Now that we have estimated the variability within a channel by looking at the replicate spots, we are ready to compare the two channels. The smooth curves that estimate the within-channel standard deviation are pooled to produce a single curve estimating the standard deviation (sigma) across the entire array. Using this estimate, we can compute "smooth t-statistics" by looking at
tscore = (log(B) - log(A)) / sigma
for each replicated gene. We then choose some kind of significance level, and select the genes whose t-scores exceed this level as the ones that are differentially expressed.
We can display the results graphically in two ways. First, we can simply make a scatter plot of one channel against the other, highlighting the genes that are differentially expressed. Given the way the results are obtained, however, it makes more sense to again rotate the axes by 45 degrees. This rotation corresponds to plotting the log ratio as a function of the mean log intensity.
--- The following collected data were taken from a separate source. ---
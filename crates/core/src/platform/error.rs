use std::error::Error;
use std::fmt::{Display, Formatter};
use std::io;

/// Error reported by a platform provider.
///
/// Providers keep the native detail in `message`; callers branch on `kind`.
#[derive(Debug, Clone, PartialEq, Eq)]
pub struct PlatformError {
    pub kind: PlatformErrorKind,
    pub message: Option<String>,
}

impl PlatformError {
    pub fn new(kind: PlatformErrorKind, message: impl Into<String>) -> Self {
        Self { kind, message: Some(message.into()) }
    }

    pub fn simple(kind: PlatformErrorKind) -> Self {
        Self { kind, message: None }
    }

    pub fn not_found(message: impl Into<String>) -> Self {
        Self::new(PlatformErrorKind::NotFound, message)
    }

    pub fn access_denied(message: impl Into<String>) -> Self {
        Self::new(PlatformErrorKind::AccessDenied, message)
    }

    pub fn invalid_argument(message: impl Into<String>) -> Self {
        Self::new(PlatformErrorKind::InvalidArgument, message)
    }

    pub fn kind(&self) -> PlatformErrorKind {
        self.kind
    }

    pub fn is_not_found(&self) -> bool {
        self.kind == PlatformErrorKind::NotFound
    }

    /// Wraps an I/O error with context, keeping the classification of the
    /// two kinds callers act on.
    pub fn from_io(context: impl Display, err: &io::Error) -> Self {
        let kind = match err.kind() {
            io::ErrorKind::NotFound => PlatformErrorKind::NotFound,
            io::ErrorKind::PermissionDenied => PlatformErrorKind::AccessDenied,
            _ => PlatformErrorKind::OperationFailed,
        };
        Self::new(kind, format!("{context}: {err}"))
    }
}

impl Display for PlatformError {
    fn fmt(&self, f: &mut Formatter<'_>) -> std::fmt::Result {
        match &self.message {
            Some(msg) => write!(f, "{msg}"),
            None => write!(f, "{:#?}", self.kind),
        }
    }
}

impl Error for PlatformError {}

impl From<io::Error> for PlatformError {
    fn from(err: io::Error) -> Self {
        Self::from_io("I/O error", &err)
    }
}

#[derive(Debug, Clone, Copy, PartialEq, Eq, Hash)]
pub enum PlatformErrorKind {
    /// The addressed process, key, value or path does not exist.
    NotFound,
    /// The OS refused the operation for lack of privilege.
    AccessDenied,
    /// Input rejected before any OS call was made.
    InvalidArgument,
    /// The registry subsystem itself failed.
    StoreUnavailable,
    /// A native facility (process listing, token, shell) could not be reached.
    SubsystemUnavailable,
    OperationFailed,
    UnsupportedPlatform,
    InitializationFailed,
}
use std::fs;
use std::path::{Path, PathBuf};

use serde::{Deserialize, Serialize};
use thiserror::Error;
use winbridge_core::types::RegistryHive;

/// Where file associations and URL protocols are written.
#[derive(Debug, Clone, Copy, Default, PartialEq, Eq, Serialize, Deserialize)]
#[serde(rename_all = "lowercase")]
pub enum ClassesScope {
    /// `HKEY_CLASSES_ROOT`; writes usually need elevation.
    #[default]
    Machine,
    /// `HKEY_CURRENT_USER\Software\Classes`.
    User,
}

impl ClassesScope {
    /// Hive and key prefix class registrations live under.
    pub fn location(self) -> (RegistryHive, &'static str) {
        match self {
            Self::Machine => (RegistryHive::ClassesRoot, ""),
            Self::User => (RegistryHive::CurrentUser, r"Software\Classes"),
        }
    }
}

#[derive(Debug, Clone, PartialEq, Eq, Serialize, Deserialize)]
#[serde(default)]
pub struct BridgeConfig {
    pub classes_scope: ClassesScope,
    /// Directories treated as admin-only in addition to the platform's own list.
    pub extra_protected_directories: Vec<PathBuf>,
    /// Extensions (without dot) reported as executable.
    pub executable_extensions: Vec<String>,
    /// File name prefix of the write-probe marker.
    pub probe_marker_prefix: String,
}

impl Default for BridgeConfig {
    fn default() -> Self {
        Self {
            classes_scope: ClassesScope::default(),
            extra_protected_directories: Vec::new(),
            executable_extensions: ["exe", "bat", "cmd", "com", "scr", "msi"]
                .map(String::from)
                .to_vec(),
            probe_marker_prefix: ".winbridge-probe".to_owned(),
        }
    }
}

#[derive(Debug, Error)]
pub enum ConfigError {
    #[error("failed to read config {path}: {source}")]
    Io { path: PathBuf, source: std::io::Error },
    #[error("invalid config {path}: {source}")]
    Parse { path: PathBuf, source: serde_json::Error },
}

impl BridgeConfig {
    pub fn from_path(path: &Path) -> Result<Self, ConfigError> {
        let text = fs::read_to_string(path)
            .map_err(|source| ConfigError::Io { path: path.to_path_buf(), source })?;
        serde_json::from_str(&text)
            .map_err(|source| ConfigError::Parse { path: path.to_path_buf(), source })
    }

    pub fn is_executable_extension(&self, extension: &str) -> bool {
        self.executable_extensions
            .iter()
            .any(|candidate| candidate.trim_start_matches('.').eq_ignore_ascii_case(extension))
    }
}

#[cfg(test)]
mod tests {
    use super::*;
    use rstest::rstest;
    use std::io::Write;

    #[rstest]
    fn partial_config_keeps_defaults() {
        let mut file = tempfile::NamedTempFile::new().unwrap();
        let json = r#"{ "classes_scope": "user", "extra_protected_directories": ["/srv/locked"] }"#;
        file.write_all(json.as_bytes()).unwrap();

        let config = BridgeConfig::from_path(file.path()).unwrap();

        assert_eq!(config.classes_scope, ClassesScope::User);
        assert_eq!(config.extra_protected_directories, vec![PathBuf::from("/srv/locked")]);
        assert_eq!(config.probe_marker_prefix, ".winbridge-probe");
        assert!(config.is_executable_extension("EXE"));
        assert!(!config.is_executable_extension("txt"));
    }

    #[rstest]
    fn malformed_config_is_reported_with_path() {
        let mut file = tempfile::NamedTempFile::new().unwrap();
        write!(file, "{{ classes_scope: }}").unwrap();

        let err = BridgeConfig::from_path(file.path()).unwrap_err();
        assert!(matches!(err, ConfigError::Parse { .. }));
        assert!(err.to_string().contains(&file.path().display().to_string()));
    }

    #[rstest]
    #[case(ClassesScope::Machine, RegistryHive::ClassesRoot, "")]
    #[case(ClassesScope::User, RegistryHive::CurrentUser, r"Software\Classes")]
    fn scope_selects_classes_location(
        #[case] scope: ClassesScope,
        #[case] hive: RegistryHive,
        #[case] prefix: &str,
    ) {
        assert_eq!(scope.location(), (hive, prefix));
    }
}
use serde::Serialize;
use std::fmt;
use std::path::PathBuf;

/// Predefined registry root a key path is relative to.
#[derive(Debug, Clone, Copy, PartialEq, Eq, Hash, PartialOrd, Ord, Serialize)]
pub enum RegistryHive {
    ClassesRoot,
    CurrentUser,
    LocalMachine,
}

impl RegistryHive {
    pub fn short_name(self) -> &'static str {
        match self {
            Self::ClassesRoot => "HKCR",
            Self::CurrentUser => "HKCU",
            Self::LocalMachine => "HKLM",
        }
    }
}

impl fmt::Display for RegistryHive {
    fn fmt(&self, f: &mut fmt::Formatter<'_>) -> fmt::Result {
        f.write_str(self.short_name())
    }
}

#[derive(Debug, Clone, Copy, PartialEq, Eq, Hash, Serialize)]
pub enum RegistrationKind {
    FileAssociation,
    UrlProtocol,
    AutoStart,
}

/// One persistent OS registration as read back from the registry.
#[derive(Debug, Clone, PartialEq, Eq, Serialize)]
pub struct RegistrationEntry {
    pub kind: RegistrationKind,
    pub hive: RegistryHive,
    /// Key that owns the registration, relative to `hive`.
    pub key_path: String,
    pub program_id: Option<String>,
    pub executable_path: PathBuf,
    pub description: Option<String>,
    pub enabled: bool,
}

impl RegistrationEntry {
    /// Fully qualified key, e.g. `HKCR\App.Document`.
    pub fn qualified_key(&self) -> String {
        format!("{}\\{}", self.hive, self.key_path)
    }
}
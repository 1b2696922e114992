pub mod commands;
#[cfg(test)]
mod test_support;
mod util;

use std::path::{Path, PathBuf};

use clap::{Parser, Subcommand, ValueEnum};
use tracing::debug;
use tracing_subscriber::EnvFilter;
use winbridge_runtime::{BridgeConfig, Runtime};

use crate::commands::{privilege, process, registry};
use crate::util::CliResult;

#[derive(Copy, Clone, Debug, Default, PartialEq, Eq, ValueEnum)]
pub enum OutputFormat {
    #[default]
    Text,
    Json,
}

#[derive(Copy, Clone, Debug, Default, PartialEq, Eq, ValueEnum)]
pub enum LogLevel {
    Error,
    #[default]
    Warn,
    Info,
    Debug,
    Trace,
}

impl LogLevel {
    fn as_filter(self) -> &'static str {
        match self {
            Self::Error => "error",
            Self::Warn => "warn",
            Self::Info => "info",
            Self::Debug => "debug",
            Self::Trace => "trace",
        }
    }
}

#[derive(Parser, Debug)]
#[command(
    name = "winbridge",
    version,
    about = "Manage Windows processes, shell registrations and privileges"
)]
pub struct Cli {
    #[arg(long, global = true, value_enum, default_value_t = OutputFormat::Text)]
    pub format: OutputFormat,
    /// JSON configuration file.
    #[arg(long, global = true, env = "WINBRIDGE_CONFIG", value_name = "FILE")]
    pub config: Option<PathBuf>,
    /// Log verbosity; `RUST_LOG` takes precedence when set.
    #[arg(long = "log-level", global = true, value_enum, default_value_t = LogLevel::Warn)]
    pub log_level: LogLevel,
    #[command(subcommand)]
    pub command: Command,
}

#[derive(Subcommand, Debug)]
pub enum Command {
    /// Terminate a process and all of its descendants. Ctrl-C stops before the next signal.
    KillTree(process::KillTreeArgs),
    /// List pids whose image name matches, ignoring case.
    Find(process::FindArgs),
    /// Show name, parent and elevation of running processes.
    Info(process::InfoArgs),
    /// Report whether a process, or this one, runs elevated.
    Elevated(process::ElevatedArgs),
    /// Associate a file extension with a program id and executable.
    RegisterFile(registry::RegisterFileArgs),
    /// Remove a file association.
    UnregisterFile(registry::UnregisterFileArgs),
    /// Register a URL protocol handler.
    RegisterProtocol(registry::RegisterProtocolArgs),
    /// Remove a URL protocol handler.
    UnregisterProtocol(registry::UnregisterProtocolArgs),
    /// Enable or disable launching an application at logon.
    Autostart(registry::AutostartArgs),
    /// Read back a registration.
    Lookup(registry::LookupArgs),
    /// Start an executable through the elevation prompt.
    Elevate(privilege::ElevateArgs),
    /// Report whether writing to a path needs administrator rights.
    RequiresAdmin(privilege::PathArgs),
    /// Show the effective permissions of the current user on a path.
    Perms(privilege::PathArgs),
    /// Edit the access control list of a path.
    #[command(subcommand)]
    Acl(privilege::AclCommand),
}

pub fn run() -> CliResult<()> {
    let cli = Cli::parse();
    init_tracing(cli.log_level);
    let config = load_config(cli.config.as_deref())?;

    let executor = tokio::runtime::Builder::new_multi_thread().enable_all().build()?;
    let output = executor.block_on(async {
        let mut runtime = Runtime::with_config(config)?;
        let output = execute(&runtime, &cli).await;
        runtime.shutdown();
        output
    })?;

    if !output.is_empty() {
        println!("{output}");
    }
    Ok(())
}

/// Runs one parsed command and returns the rendered output.
pub async fn execute(runtime: &Runtime, cli: &Cli) -> CliResult<String> {
    let format = cli.format;
    match &cli.command {
        Command::KillTree(args) => process::kill_tree(runtime, args, format).await,
        Command::Find(args) => process::find(runtime, args, format).await,
        Command::Info(args) => process::info(runtime, args, format).await,
        Command::Elevated(args) => process::elevated(runtime, args, format).await,
        Command::RegisterFile(args) => registry::register_file(runtime, args, format).await,
        Command::UnregisterFile(args) => registry::unregister_file(runtime, args, format).await,
        Command::RegisterProtocol(args) => registry::register_protocol(runtime, args, format).await,
        Command::UnregisterProtocol(args) => {
            registry::unregister_protocol(runtime, args, format).await
        }
        Command::Autostart(args) => registry::autostart(runtime, args, format).await,
        Command::Lookup(args) => registry::lookup(runtime, args, format).await,
        Command::Elevate(args) => privilege::elevate(runtime, args, format).await,
        Command::RequiresAdmin(args) => privilege::requires_admin(runtime, args, format).await,
        Command::Perms(args) => privilege::perms(runtime, args, format).await,
        Command::Acl(command) => privilege::acl(runtime, command, format).await,
    }
}

fn init_tracing(level: LogLevel) {
    let filter =
        EnvFilter::try_from_default_env().unwrap_or_else(|_| EnvFilter::new(level.as_filter()));
    let _ =
        tracing_subscriber::fmt().with_env_filter(filter).with_writer(std::io::stderr).try_init();
}

fn load_config(path: Option<&Path>) -> CliResult<BridgeConfig> {
    let Some(path) = path else {
        return Ok(BridgeConfig::default());
    };
    let config = BridgeConfig::from_path(path)?;
    debug!(path = %path.display(), ?config, "configuration loaded");
    Ok(config)
}

#[cfg(test)]
mod tests {
    use super::*;
    use rstest::rstest;
    use winbridge_runtime::ClassesScope;

    #[rstest]
    fn global_flags_follow_the_subcommand() {
        let cli = Cli::try_parse_from([
            "winbridge",
            "find",
            "notepad.exe",
            "--format",
            "json",
            "--log-level",
            "debug",
        ])
        .expect("parse");

        assert_eq!(cli.format, OutputFormat::Json);
        assert_eq!(cli.log_level, LogLevel::Debug);
        assert!(matches!(cli.command, Command::Find(ref args) if args.name == "notepad.exe"));
    }

    #[rstest]
    #[case(&["winbridge", "kill-tree", "abc"])]
    #[case(&["winbridge", "info"])]
    #[case(&["winbridge", "autostart", "MyApp"])]
    #[case(&["winbridge", "autostart", "MyApp", "--enable", "--disable"])]
    #[case(&["winbridge", "acl", "set", "C:\\data"])]
    #[case(&["winbridge", "acl", "set", "C:\\data", "Users"])]
    #[case(&["winbridge", "lookup", "service", "MyApp"])]
    fn rejects_malformed_invocations(#[case] argv: &[&str]) {
        assert!(Cli::try_parse_from(argv).is_err());
    }

    #[rstest]
    fn elevate_passes_hyphenated_arguments_through() {
        let argv = ["winbridge", "elevate", "C:\\Tools\\setup.exe", "--silent", "-v"];
        let cli = Cli::try_parse_from(argv).expect("parse");

        let Command::Elevate(args) = cli.command else { panic!("expected elevate") };
        assert_eq!(args.args, vec!["--silent".to_owned(), "-v".to_owned()]);
    }

    #[rstest]
    fn loads_configuration_file() {
        let dir = tempfile::tempdir().unwrap();
        let path = dir.path().join("winbridge.json");
        std::fs::write(&path, r#"{ "classes_scope": "user" }"#).unwrap();

        let config = load_config(Some(&path)).unwrap();
        assert_eq!(config.classes_scope, ClassesScope::User);
        assert_eq!(load_config(None).unwrap(), BridgeConfig::default());
        assert!(load_config(Some(&dir.path().join("missing.json"))).is_err());
    }
}
use std::path::PathBuf;

use rstest::fixture;
use tempfile::TempDir;
use winbridge_platform_mock::MockPlatform;

/// rstest fixture: a private mock platform per test.
#[fixture]
pub fn mock_platform() -> &'static MockPlatform {
    MockPlatform::leaked()
}

/// rstest fixture: an existing `app.exe` inside a temporary directory. Keep
/// the directory alive for as long as the path is used.
#[fixture]
pub fn fake_executable() -> (TempDir, PathBuf) {
    let dir = tempfile::tempdir().expect("temp dir");
    let exe = dir.path().join("app.exe");
    std::fs::write(&exe, b"MZ").expect("write fake executable");
    (dir, exe)
}
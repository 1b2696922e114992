use crate::platform::PlatformError;
use std::path::{Path, PathBuf};

/// Result of asking the OS to start an elevated process.
#[derive(Debug, Clone, Copy, PartialEq, Eq, Hash)]
pub enum ElevationOutcome {
    /// The elevated process was started.
    Started,
    /// The user refused the elevation prompt.
    Declined,
    /// The platform has no elevation mechanism.
    Unavailable,
}

impl ElevationOutcome {
    pub fn started(self) -> bool {
        matches!(self, Self::Started)
    }
}

/// Token inspection and the OS elevation prompt for the current process.
pub trait ElevationProvider: Send + Sync {
    fn name(&self) -> &'static str;

    /// Elevation flag of the current process token. Must be re-read on every
    /// call; elevation can change across a relaunch.
    fn is_elevated(&self) -> Result<bool, PlatformError>;

    /// Starts `executable` with `args` through the elevation prompt and
    /// returns without waiting for the new process.
    fn launch_elevated(
        &self,
        executable: &Path,
        args: &[String],
    ) -> Result<ElevationOutcome, PlatformError>;

    /// Directories that are known to require elevation for writes.
    fn protected_directories(&self) -> Vec<PathBuf>;
}

pub struct ElevationProviderRegistration {
    pub provider: &'static dyn ElevationProvider,
}

inventory::collect!(ElevationProviderRegistration);

pub fn elevation_providers() -> impl Iterator<Item = &'static dyn ElevationProvider> {
    inventory::iter::<ElevationProviderRegistration>.into_iter().map(|entry| entry.provider)
}

#[macro_export]
macro_rules! register_elevation_provider {
    ($provider:expr) => {
        inventory::submit! {
            $crate::platform::ElevationProviderRegistration { provider: $provider }
        }
    };
}
/// Lowercased path components with `/` and `\` treated alike, so
/// `C:/Windows` and `c:\windows\` compare equal.
fn comparable_components(path: &Path) -> Vec<String> {
    path.to_string_lossy()
        .split(['\\', '/'])
        .filter(|segment| !segment.is_empty() && *segment != ".")
        .map(str::to_lowercase)
        .collect()
}

fn is_within(path: &[String], directory: &[String]) -> bool {
    !directory.is_empty() && path.starts_with(directory)
}

fn ensure_exists(path: &Path) -> Result<fs::Metadata, BridgeError> {
    fs::metadata(path).map_err(|err| BridgeError::io(format_args!("{}", path.display()), &err))
}

/// The directory a write probe for `path` is made in: `path` itself when it
/// is a directory, else its closest existing ancestor.
fn probe_directory(path: &Path) -> Option<PathBuf> {
    if path.is_dir() {
        return Some(path.to_path_buf());
    }
    path.ancestors()
        .skip(1)
        .find(|ancestor| !ancestor.as_os_str().is_empty() && ancestor.is_dir())
        .map(Path::to_path_buf)
}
We can include significance bands on this plot, which correspond to plotting a multiple of the pooled smooth curves, where the multiple used is the chosen significance cutoff. In the example below, we have picked out all genes with t-score greater than 3.
We usually produce a final set of pictures to decide how much we believe the results. We produce a histogram of all the t-scores arising from the genes on the microarray. This should look like a t-distribution (of all things), which is rather like a normal distribution with heavier tails. We also produce a normal probability plot (also called a qq-plot) to see that the extreme t-scores really do deviate from the sort of straight line one would expect from pure chance. We plot the t-scores as a function of the log intensity. Finally, we produce a plot.